31 “Therefore do not worry, saying, ‘What shall we eat?’ or ‘What shall we drink?’ or ‘What shall we wear?’ 32 For after all these things the Gentiles seek. For your heavenly Father knows that you need all these things.33 But seek first the kingdom of God and His righteousness, and all these things shall be added to you. 34 Therefore do not worry about tomorrow, for tomorrow will worry about its own things. Sufficient for the day is its own trouble.

The tendency to worry about the future consumes so much of our lives. We spend so much time worrying about contingencies that may never occur and while we do so the moments of our lives we should be enjoying tick by. Jesus reminds us that worrying is counterproductive. We need to accept how things are at the moment and deal with the future when it comes. Of course that’s not to say that nobody should ever plan for the future, common sense needs to be applied, doing everything you can to improve your circumstances is commendable, butt worrying about your circumstances when there is currently nothing you can do about it is pointless.

What about the other side? That’s where self denial comes in. The body is a beast that needs to be tamed. We have so many instincts that can lead us wrong, so many emotions that we feel like we must act on. Keeping the body in control by practicing methods of abstinence is a key part of Christian life. Fasting so that hunger doesn’t rule our lives, chastity so that lust doesn’t overcome us. It’s a common opinion in the modern world that such acts of asceticism are pointless or repressive or even harmful. That to deny the self is unnecessary and that true happiness can only be found in embracing our wants and desires and expressing them. Nothing could be further from the truth. The asceticism of Christianity is liberating. It liberates the mind from the tyranny of the body and allows the true expression of a persons character. To only act according to the will and not allowing yourself to be dominated by biology is a great freedom. As Paul states:

I say then: Walk in the Spirit, and you shall not fulfill the lust of the flesh. 17 For the flesh lusts against the Spirit, and the Spirit against the flesh; and these are contrary to one another, so that you do not do the things that you wish. 

22 But the fruit of the Spirit is love, joy, peace, longsuffering, kindness, goodness, faithfulness, 23 gentleness, self-control. Against such there is no law. 24 And those who are Christ’s have crucified the flesh with its passions and desires.

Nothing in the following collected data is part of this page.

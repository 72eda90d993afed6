//! ColumnTransformer for applying different transformers to different columns.
//!
//! Numeric columns are standardized and categorical columns are one-hot
//! encoded; the per-column outputs are concatenated into one
//! [`FeatureMatrix`](crate::feature_matrix::FeatureMatrix).

#[allow(clippy::module_inception)]
mod column_transformer;

pub use column_transformer::{
    ColumnStep, ColumnStepParams, ColumnTransformer, ColumnTransformerParams,
    FittedColumnStep, FittedColumnTransformer,
};
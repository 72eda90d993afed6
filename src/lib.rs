//! # tabular-holdout
//!
//! Holdout evaluation of a linear regression on tabular records:
//!
//! - [`split`]: seeded, reproducible train/validation/test partitioning
//! - [`preprocessing`]: standardization and one-hot encoding fitted on the
//!   training partition only
//! - [`model`]: ordinary least squares with named coefficients
//! - [`metrics`]: RMSE and friends
//! - [`workflow`]: the end-to-end experiment and a persistable pipeline
//!
//! # Example
//!
//! ```rust
//! use tabular_holdout::dataset::{Dataset, Value};
//! use tabular_holdout::workflow::{HoldoutConfig, HoldoutExperiment};
//!
//! let rows = (0..100)
//!     .map(|i| {
//!         let hour = (i % 24) as f64;
//!         let season = if i % 2 == 0 { "Winter" } else { "Summer" };
//!         vec![Value::from(hour), Value::from(season), Value::from(10.0 + 2.0 * hour)]
//!     })
//!     .collect();
//! let dataset = Dataset::new(["Hour", "Seasons", "Rented Bike Count"], rows).unwrap();
//!
//! let config = HoldoutConfig::new("Rented Bike Count")
//!     .with_numeric(["Hour"])
//!     .with_categorical(["Seasons"]);
//! let run = HoldoutExperiment::new(config).unwrap().run(&dataset).unwrap();
//!
//! assert_eq!(run.report.n_test, 20);
//! assert!(run.report.test_rmse < 1e-6);
//! ```

pub mod dataset;
pub mod error;
pub mod feature_matrix;
pub mod metrics;
pub mod model;
pub mod preprocessing;
pub mod serialization;
pub mod split;
pub mod workflow;

pub use dataset::{CsvLoader, Dataset, Value, ValueKind};
pub use error::{PipelineError, Result};
pub use feature_matrix::FeatureMatrix;
pub use metrics::{mae, mse, r2_score, rmse};
pub use model::{Estimator, FittedLinearRegression, LinearRegression, Predictor};
pub use preprocessing::{
    ColumnTransformer, FittedColumnTransformer, FittedTransformer, HandleUnknown, OneHotEncoder,
    StandardScaler, Transformer,
};
pub use split::{split, train_validation_test_split, Partitions};
pub use workflow::{HoldoutConfig, HoldoutExperiment, HoldoutReport, RegressionPipeline};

Together the two halves form a complete whole. A fully spiritually developed Christian is one who has mastered both aspects of their humanity and reconciled them to Christ. Living and acting according to the will of the mind, but also living from moment to moment and disallowing the mind from wandering and causing the day to day anxieties that are so familiar in modern life.

The life of a human is one torn between two natures. To know what is right but unable to completely act according to what we know is right because all too often we succumb to feelings, emotions and urges that lead us astray. Finding peace in this life all depends on how well we manage to control our darker selves while remembering to find contentment in those moments where we have time to reflect. The spirit is willing but the flesh is weak, but for some people the flesh is willing and the spirit is weak. Reconciling the dichotomy of our fleshly, animal selves with our mind that soars and seeks to understand the highest transcendental truths of reality is the key to finding God and our place in creation.